The functional chaos of an inter island shipping terminal is something that should not be missed. Buses and trucks packed with people, yams, bananas, pigs, kava, rice, building materials and church groups, compete for space with everything else that is being sent out or traded back in. The yelling, the cavalier use of heavy machinery, the sweet ocean smell against that of rotting fruit and leaking fuel are all an assault to the more sophisticated senses. Somehow, amidst all this chaos, a barge is unloaded, loaded and then lazily waddles out to the sea with a harassed Supercargo checking his manifesto, and counting his vatu.

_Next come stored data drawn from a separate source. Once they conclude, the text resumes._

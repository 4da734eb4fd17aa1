use std::str::FromStr;

use cucumber::{given, then, when};
use marketplace_engine::{
    checkout_objects::{CheckoutRequest, CheckoutResult, ReconcileOutcome},
    db_types::{NewProduct, PaymentProviderKind, PaymentStatus, ProductStatus, ProductUpdate},
    traits::{CatalogManagement, PurchaseManagement},
};
use mkt_common::Cents;

use crate::{
    cucumber::{MarketplaceSystem, MarketplaceWorld},
    support::{signed, webhook_body},
};

#[given("a marketplace without a payment provider")]
async fn marketplace_without_provider(world: &mut MarketplaceWorld) {
    world.system = Some(MarketplaceSystem::new(None).await);
}

#[given(expr = "a marketplace with a {word} checkout provider")]
async fn marketplace_with_provider(world: &mut MarketplaceWorld, provider: String) {
    let kind = PaymentProviderKind::from_str(&provider).expect("Unknown provider");
    world.system = Some(MarketplaceSystem::new(Some(kind)).await);
}

#[given(expr = "seller {word} lists {string} for {int} cents")]
async fn seller_lists_product(world: &mut MarketplaceWorld, seller: String, title: String, price: i64) {
    let product = world
        .db()
        .insert_product(NewProduct::new(seller, title.clone(), Cents::from(price)))
        .await
        .expect("Error listing product");
    world.products.insert(title, product.id);
}

#[given(expr = "{string} is suspended")]
async fn product_is_suspended(world: &mut MarketplaceWorld, title: String) {
    let id = world.product_id(&title);
    let update = ProductUpdate::default().with_status(ProductStatus::Suspended);
    world.db().update_product(&id, update).await.expect("Error suspending product");
}

#[when(expr = "{word} checks out {int} x {string} with {word}")]
async fn checkout_one(world: &mut MarketplaceWorld, buyer: String, qty: i64, title: String, provider: String) {
    let id = world.product_id(&title);
    let kind = PaymentProviderKind::from_str(&provider).expect("Unknown provider");
    let request = CheckoutRequest::new(buyer, kind).with_item(id, qty);
    run_checkout(world, request).await;
}

#[when(expr = "{word} checks out {int} x {string} and {int} x {string} with {word}")]
async fn checkout_two(
    world: &mut MarketplaceWorld,
    buyer: String,
    qty1: i64,
    title1: String,
    qty2: i64,
    title2: String,
    provider: String,
) {
    let kind = PaymentProviderKind::from_str(&provider).expect("Unknown provider");
    let request = CheckoutRequest::new(buyer, kind)
        .with_item(world.product_id(&title1), qty1)
        .with_item(world.product_id(&title2), qty2);
    run_checkout(world, request).await;
}

async fn run_checkout(world: &mut MarketplaceWorld, request: CheckoutRequest) {
    match world.api().checkout(request).await {
        Ok(CheckoutResult::Redirect { purchase, session }) => {
            world.purchase = Some(purchase);
            world.session = Some(session);
        },
        Ok(CheckoutResult::Settled { purchase }) => {
            world.purchase = Some(purchase);
            world.session = None;
        },
        Err(e) => world.last_error = Some(e.to_string()),
    }
}

#[when(expr = "the provider reports {word}")]
async fn provider_reports(world: &mut MarketplaceWorld, event: String) {
    let event_type = match event.as_str() {
        "completion" => "checkout.session.completed",
        "expiry" => "checkout.session.expired",
        "failure" => "checkout.session.async_payment_failed",
        other => panic!("Unknown provider event {other}"),
    };
    let session = world.session.as_ref().expect("No provider checkout is in progress");
    let body = webhook_body(event_type, &session.external_ref);
    let outcome =
        world.api().process_provider_notification(&body, Some(&signed(&body))).await.expect("Notification rejected");
    if let ReconcileOutcome::Settled(p) | ReconcileOutcome::Failed(p) = outcome {
        world.purchase = Some(p);
    }
}

#[when(expr = "the price of {string} changes to {int} cents")]
async fn price_changes(world: &mut MarketplaceWorld, title: String, price: i64) {
    let id = world.product_id(&title);
    let update = ProductUpdate::default().with_price(Cents::from(price));
    world.db().update_product(&id, update).await.expect("Error updating product");
}

#[then(expr = "the purchase is {word}")]
async fn purchase_status(world: &mut MarketplaceWorld, status: String) {
    let expected = PaymentStatus::from_str(&status).expect("Unknown status");
    let id = world.purchase().id.clone();
    let purchase = world.db().fetch_purchase(&id).await.expect("Error fetching purchase").expect("Purchase missing");
    assert_eq!(purchase.payment_status, expected);
}

#[then(expr = "the purchase total is {int} cents")]
async fn purchase_total(world: &mut MarketplaceWorld, total: i64) {
    let id = world.purchase().id.clone();
    let purchase = world.db().fetch_purchase(&id).await.expect("Error fetching purchase").expect("Purchase missing");
    assert_eq!(purchase.total_amount, Cents::from(total));
}

#[then(expr = "the purchase line for {string} is priced at {int} cents")]
async fn purchase_line_price(world: &mut MarketplaceWorld, title: String, price: i64) {
    let product_id = world.product_id(&title);
    let id = world.purchase().id.clone();
    let purchase = world.db().fetch_purchase(&id).await.expect("Error fetching purchase").expect("Purchase missing");
    let item = purchase.items.iter().find(|i| i.product_id == product_id).expect("Product not in purchase");
    assert_eq!(item.unit_price, Cents::from(price));
}

#[then(expr = "{string} has {int} sales")]
async fn product_sales(world: &mut MarketplaceWorld, title: String, sales: i64) {
    let id = world.product_id(&title);
    let product = world.db().fetch_product(&id).await.expect("Error fetching product").expect("Product missing");
    assert_eq!(product.stats.sales, sales);
}

#[then("the buyer is redirected to the provider")]
async fn redirected(world: &mut MarketplaceWorld) {
    let session = world.session.as_ref().expect("No redirect was issued");
    assert!(session.redirect_url.starts_with("https://"));
}

#[then(expr = "the checkout is rejected because {string}")]
async fn checkout_rejected(world: &mut MarketplaceWorld, reason: String) {
    let err = world.last_error.as_ref().expect("The checkout succeeded");
    assert!(err.contains(&reason), "'{err}' does not mention '{reason}'");
}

Somehow it works.

In my Vanuatu life and my varied roles of eel hunter, sandalwood hustler, coconut oil maker, and fuel trader, I often had the need for barges and their crews. Usually it was a load of manioc or the ever hopeful unload of sandalwood. On occasion you were called to babysit some special delivery or you just needed to be somewhere that was a nowhere to all other sea and air transportation.

A lot of these trips had a seedy, musty, loose timeframe sort of romance to them. There was killing time during the trip trolling for fish, reading, counting flying fish or just lying around in the wheelhouse talking trash with the crew. There was the cooking of weird but tasty meals and just watching the endless blue roll on by. I liked that you got to be part of the colourful personality dynamics of a working vessel. You also get to know a lot about people during a 28-hour passage and every trip was an adventure in amateur psychology.

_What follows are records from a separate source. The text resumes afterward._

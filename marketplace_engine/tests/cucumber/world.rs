use std::collections::HashMap;

use cucumber::World;
use log::*;
use marketplace_engine::{
    db_types::{PaymentProviderKind, ProductId, Purchase},
    events::EventProducers,
    traits::ProviderSession,
    CheckoutFlowApi,
    SqliteDatabase,
};

use crate::support::{checkout_api, new_test_db, MockProvider};

#[derive(Default, Debug, World)]
pub struct MarketplaceWorld {
    pub system: Option<MarketplaceSystem>,
    pub products: HashMap<String, ProductId>,
    pub purchase: Option<Purchase>,
    pub session: Option<ProviderSession>,
    pub last_error: Option<String>,
}

#[derive(Debug)]
pub struct MarketplaceSystem {
    pub db_path: String,
    pub db: SqliteDatabase,
    pub provider: Option<MockProvider>,
    pub api: CheckoutFlowApi<SqliteDatabase, MockProvider>,
}

impl MarketplaceWorld {
    pub fn system(&self) -> &MarketplaceSystem {
        self.system.as_ref().expect("Marketplace not initialised")
    }

    pub fn api(&self) -> &CheckoutFlowApi<SqliteDatabase, MockProvider> {
        &self.system().api
    }

    pub fn db(&self) -> &SqliteDatabase {
        &self.system().db
    }

    pub fn product_id(&self, title: &str) -> ProductId {
        self.products.get(title).cloned().unwrap_or_else(|| panic!("No product called '{title}' has been listed"))
    }

    pub fn purchase(&self) -> &Purchase {
        self.purchase.as_ref().expect("No purchase has been made")
    }
}

impl MarketplaceSystem {
    pub async fn new(provider: Option<PaymentProviderKind>) -> Self {
        let db = new_test_db().await;
        let db_path = marketplace_engine::traits::MarketplaceDatabase::url(&db).to_string();
        let provider = provider.map(MockProvider::new);
        let api = checkout_api(&db, provider.clone(), EventProducers::default());
        debug!("🚀️ Marketplace ready at {db_path}");
        Self { db_path, db, provider, api }
    }
}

Early in my yearlong career as a manager of a coconut oil mill on Epi, I was due for furlough. I had been away from home for three weeks and was in great need of some ‘civilized’ time back in Vila. Lust and longing are very motivating human conditions and I was deep into both. I had been living a monastic life with the other 20 coconut oil disciples and it was time to go home. The only way home was the barge and it arrived on a Friday morning. It was raining and there was a full load of cargo to be unloaded and then it had to be reloaded with copra meal and a mass of fence posts. As mentioned, I was driven – so the stench of wet copra meal, the rain, the soft sand, the heavy hardwood posts and general lack of enthusiasm of everyone else did not deter me a jot.

After a full day of brutal labour in the sort of conditions endured only by the desperate, we had her stowed and squared away for sea. I cleaned myself up, grabbed my sea bag and curled up on the captain’s bunk with a bottle of scotch. My plan was to combine exhaustion with alcohol and just fall into a sort of time travel coma and wake up in Vila, in the loving arms of my wife, with a hamburger with the lot. Now it should be noted that we had a ten-hour window to steam back to Vila before a front rolled in with some nasty weather. Ten hours I was thinking, plenty of time, the captain was confident – I was home free.

I don’t think we had cleared the first headland and I was out. The rolling of the boat and the hum of the diesel engine was the final maritime sedative – sweet, satisfied, oblivion achieved.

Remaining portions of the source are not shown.